Gather all lines in the data that hold the string "Duration".

• **Data extract**
..............................

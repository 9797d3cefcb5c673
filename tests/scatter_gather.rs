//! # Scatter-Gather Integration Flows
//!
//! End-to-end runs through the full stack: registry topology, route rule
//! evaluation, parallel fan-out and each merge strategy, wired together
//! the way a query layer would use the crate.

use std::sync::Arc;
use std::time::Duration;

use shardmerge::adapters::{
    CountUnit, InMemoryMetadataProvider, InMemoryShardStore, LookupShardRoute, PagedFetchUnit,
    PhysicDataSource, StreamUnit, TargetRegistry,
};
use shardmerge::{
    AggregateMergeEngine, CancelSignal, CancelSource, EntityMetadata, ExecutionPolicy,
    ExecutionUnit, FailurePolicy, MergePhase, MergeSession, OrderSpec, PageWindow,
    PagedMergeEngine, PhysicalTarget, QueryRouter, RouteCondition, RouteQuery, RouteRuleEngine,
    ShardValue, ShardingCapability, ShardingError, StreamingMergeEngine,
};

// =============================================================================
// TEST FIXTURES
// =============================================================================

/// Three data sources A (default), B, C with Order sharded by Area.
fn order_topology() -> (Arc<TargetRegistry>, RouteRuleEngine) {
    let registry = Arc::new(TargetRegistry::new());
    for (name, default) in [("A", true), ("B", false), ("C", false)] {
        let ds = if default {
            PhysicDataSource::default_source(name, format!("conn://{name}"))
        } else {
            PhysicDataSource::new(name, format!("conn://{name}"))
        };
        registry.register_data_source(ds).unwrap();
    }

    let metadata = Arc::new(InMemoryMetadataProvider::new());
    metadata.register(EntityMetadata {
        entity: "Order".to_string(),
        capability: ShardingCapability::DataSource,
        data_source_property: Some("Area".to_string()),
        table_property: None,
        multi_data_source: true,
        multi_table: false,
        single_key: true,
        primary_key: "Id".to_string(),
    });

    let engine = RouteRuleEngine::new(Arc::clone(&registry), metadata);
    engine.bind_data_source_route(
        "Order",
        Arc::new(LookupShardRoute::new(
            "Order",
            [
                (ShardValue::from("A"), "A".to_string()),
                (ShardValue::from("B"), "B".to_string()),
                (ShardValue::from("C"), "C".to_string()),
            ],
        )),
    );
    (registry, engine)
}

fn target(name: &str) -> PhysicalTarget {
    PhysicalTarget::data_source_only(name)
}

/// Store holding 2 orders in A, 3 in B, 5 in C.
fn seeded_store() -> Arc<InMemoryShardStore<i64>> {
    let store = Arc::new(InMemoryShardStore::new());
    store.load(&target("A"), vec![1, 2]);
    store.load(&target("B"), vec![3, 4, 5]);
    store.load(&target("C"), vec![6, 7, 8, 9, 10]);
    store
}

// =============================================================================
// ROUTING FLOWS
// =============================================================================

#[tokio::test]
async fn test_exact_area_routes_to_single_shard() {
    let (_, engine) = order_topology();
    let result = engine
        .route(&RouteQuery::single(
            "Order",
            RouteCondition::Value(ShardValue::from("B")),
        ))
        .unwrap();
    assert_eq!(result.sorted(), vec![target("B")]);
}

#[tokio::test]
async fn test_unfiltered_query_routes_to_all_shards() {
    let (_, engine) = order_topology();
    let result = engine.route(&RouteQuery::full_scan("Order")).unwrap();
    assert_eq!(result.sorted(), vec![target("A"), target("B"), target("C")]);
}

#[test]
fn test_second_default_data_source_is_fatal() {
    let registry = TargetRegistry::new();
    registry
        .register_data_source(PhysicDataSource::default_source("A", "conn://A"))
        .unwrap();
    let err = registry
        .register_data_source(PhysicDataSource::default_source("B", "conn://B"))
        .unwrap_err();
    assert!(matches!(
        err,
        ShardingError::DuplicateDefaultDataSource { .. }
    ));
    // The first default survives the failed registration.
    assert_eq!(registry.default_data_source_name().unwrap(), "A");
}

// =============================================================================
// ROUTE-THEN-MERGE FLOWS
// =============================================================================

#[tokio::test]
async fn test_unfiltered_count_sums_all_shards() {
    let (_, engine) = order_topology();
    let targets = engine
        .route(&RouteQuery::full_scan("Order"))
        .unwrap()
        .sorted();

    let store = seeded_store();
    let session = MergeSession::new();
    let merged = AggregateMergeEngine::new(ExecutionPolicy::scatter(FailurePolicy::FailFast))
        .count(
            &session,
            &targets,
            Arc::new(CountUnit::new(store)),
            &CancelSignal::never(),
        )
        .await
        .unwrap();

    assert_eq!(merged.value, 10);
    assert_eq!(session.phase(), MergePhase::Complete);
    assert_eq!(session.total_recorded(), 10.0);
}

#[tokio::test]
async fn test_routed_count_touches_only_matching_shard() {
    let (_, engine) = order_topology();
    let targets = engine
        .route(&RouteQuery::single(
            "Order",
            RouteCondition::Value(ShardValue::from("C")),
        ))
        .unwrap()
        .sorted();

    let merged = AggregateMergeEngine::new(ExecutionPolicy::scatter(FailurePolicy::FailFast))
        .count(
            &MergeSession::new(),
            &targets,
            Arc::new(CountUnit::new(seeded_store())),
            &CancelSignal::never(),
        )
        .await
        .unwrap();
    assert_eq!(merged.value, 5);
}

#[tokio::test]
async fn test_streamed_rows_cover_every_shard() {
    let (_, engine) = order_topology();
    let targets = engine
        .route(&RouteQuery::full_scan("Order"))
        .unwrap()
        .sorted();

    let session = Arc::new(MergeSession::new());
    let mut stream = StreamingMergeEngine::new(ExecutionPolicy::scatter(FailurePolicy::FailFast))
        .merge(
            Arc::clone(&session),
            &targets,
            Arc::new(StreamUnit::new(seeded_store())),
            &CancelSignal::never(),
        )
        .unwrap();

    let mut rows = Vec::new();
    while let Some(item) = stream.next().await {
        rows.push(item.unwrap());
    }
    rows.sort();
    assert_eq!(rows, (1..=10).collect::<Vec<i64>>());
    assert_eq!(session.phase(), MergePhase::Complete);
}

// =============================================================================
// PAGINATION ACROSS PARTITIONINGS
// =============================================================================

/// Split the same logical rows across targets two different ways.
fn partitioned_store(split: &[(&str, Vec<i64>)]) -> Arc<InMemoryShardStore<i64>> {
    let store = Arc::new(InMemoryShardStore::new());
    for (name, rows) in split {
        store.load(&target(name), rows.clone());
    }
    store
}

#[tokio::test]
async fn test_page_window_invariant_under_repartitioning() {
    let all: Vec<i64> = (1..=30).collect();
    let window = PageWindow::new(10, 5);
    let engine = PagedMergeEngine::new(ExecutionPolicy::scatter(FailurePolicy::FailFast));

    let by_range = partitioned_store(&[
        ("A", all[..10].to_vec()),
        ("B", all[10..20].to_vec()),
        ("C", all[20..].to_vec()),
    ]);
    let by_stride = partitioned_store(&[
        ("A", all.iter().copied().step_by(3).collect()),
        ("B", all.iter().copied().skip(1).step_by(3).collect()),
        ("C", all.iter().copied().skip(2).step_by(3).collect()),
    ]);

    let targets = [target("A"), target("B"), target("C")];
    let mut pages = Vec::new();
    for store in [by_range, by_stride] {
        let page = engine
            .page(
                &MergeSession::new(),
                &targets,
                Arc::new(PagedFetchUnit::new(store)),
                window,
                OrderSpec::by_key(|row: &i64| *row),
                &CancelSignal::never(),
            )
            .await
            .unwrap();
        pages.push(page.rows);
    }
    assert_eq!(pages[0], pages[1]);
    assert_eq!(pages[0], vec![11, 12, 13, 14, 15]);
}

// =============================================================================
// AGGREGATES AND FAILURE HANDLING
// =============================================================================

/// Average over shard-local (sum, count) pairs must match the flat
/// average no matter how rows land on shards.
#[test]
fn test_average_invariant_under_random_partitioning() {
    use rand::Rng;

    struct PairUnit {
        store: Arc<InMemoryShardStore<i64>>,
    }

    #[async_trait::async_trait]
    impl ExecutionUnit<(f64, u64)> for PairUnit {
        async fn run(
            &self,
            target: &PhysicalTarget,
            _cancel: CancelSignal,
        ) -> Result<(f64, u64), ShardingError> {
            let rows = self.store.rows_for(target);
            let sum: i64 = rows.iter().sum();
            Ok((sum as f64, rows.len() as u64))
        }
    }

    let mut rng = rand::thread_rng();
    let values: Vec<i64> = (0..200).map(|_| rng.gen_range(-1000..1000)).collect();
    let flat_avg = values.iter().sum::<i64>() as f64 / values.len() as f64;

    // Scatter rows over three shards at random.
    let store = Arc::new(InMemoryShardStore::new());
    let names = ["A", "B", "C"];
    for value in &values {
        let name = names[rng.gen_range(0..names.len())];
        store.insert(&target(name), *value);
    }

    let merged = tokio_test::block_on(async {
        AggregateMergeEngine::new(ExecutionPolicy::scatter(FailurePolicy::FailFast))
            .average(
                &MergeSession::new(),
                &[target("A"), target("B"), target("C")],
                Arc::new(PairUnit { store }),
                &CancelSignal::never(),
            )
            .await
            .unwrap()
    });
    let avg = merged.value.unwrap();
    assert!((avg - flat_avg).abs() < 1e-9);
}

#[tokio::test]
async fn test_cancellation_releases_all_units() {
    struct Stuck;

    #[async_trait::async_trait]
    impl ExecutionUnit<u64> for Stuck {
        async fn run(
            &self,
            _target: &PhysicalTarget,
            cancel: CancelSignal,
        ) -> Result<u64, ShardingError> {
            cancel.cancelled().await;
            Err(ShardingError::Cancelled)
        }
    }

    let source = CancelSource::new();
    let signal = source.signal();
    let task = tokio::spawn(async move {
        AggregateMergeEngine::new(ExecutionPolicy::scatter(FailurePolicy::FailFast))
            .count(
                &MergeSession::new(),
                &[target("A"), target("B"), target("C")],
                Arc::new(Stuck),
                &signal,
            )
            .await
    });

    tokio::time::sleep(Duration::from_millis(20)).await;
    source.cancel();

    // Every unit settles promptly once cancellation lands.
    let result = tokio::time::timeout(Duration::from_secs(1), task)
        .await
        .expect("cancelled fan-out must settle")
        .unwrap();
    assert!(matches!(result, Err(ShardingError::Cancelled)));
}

..............................

• **Finished task**
use std::time::Duration;
    tokio::time::sleep(Duration::from_millis(20)).await;
    let result = tokio::time::timeout(Duration::from_secs(1), task)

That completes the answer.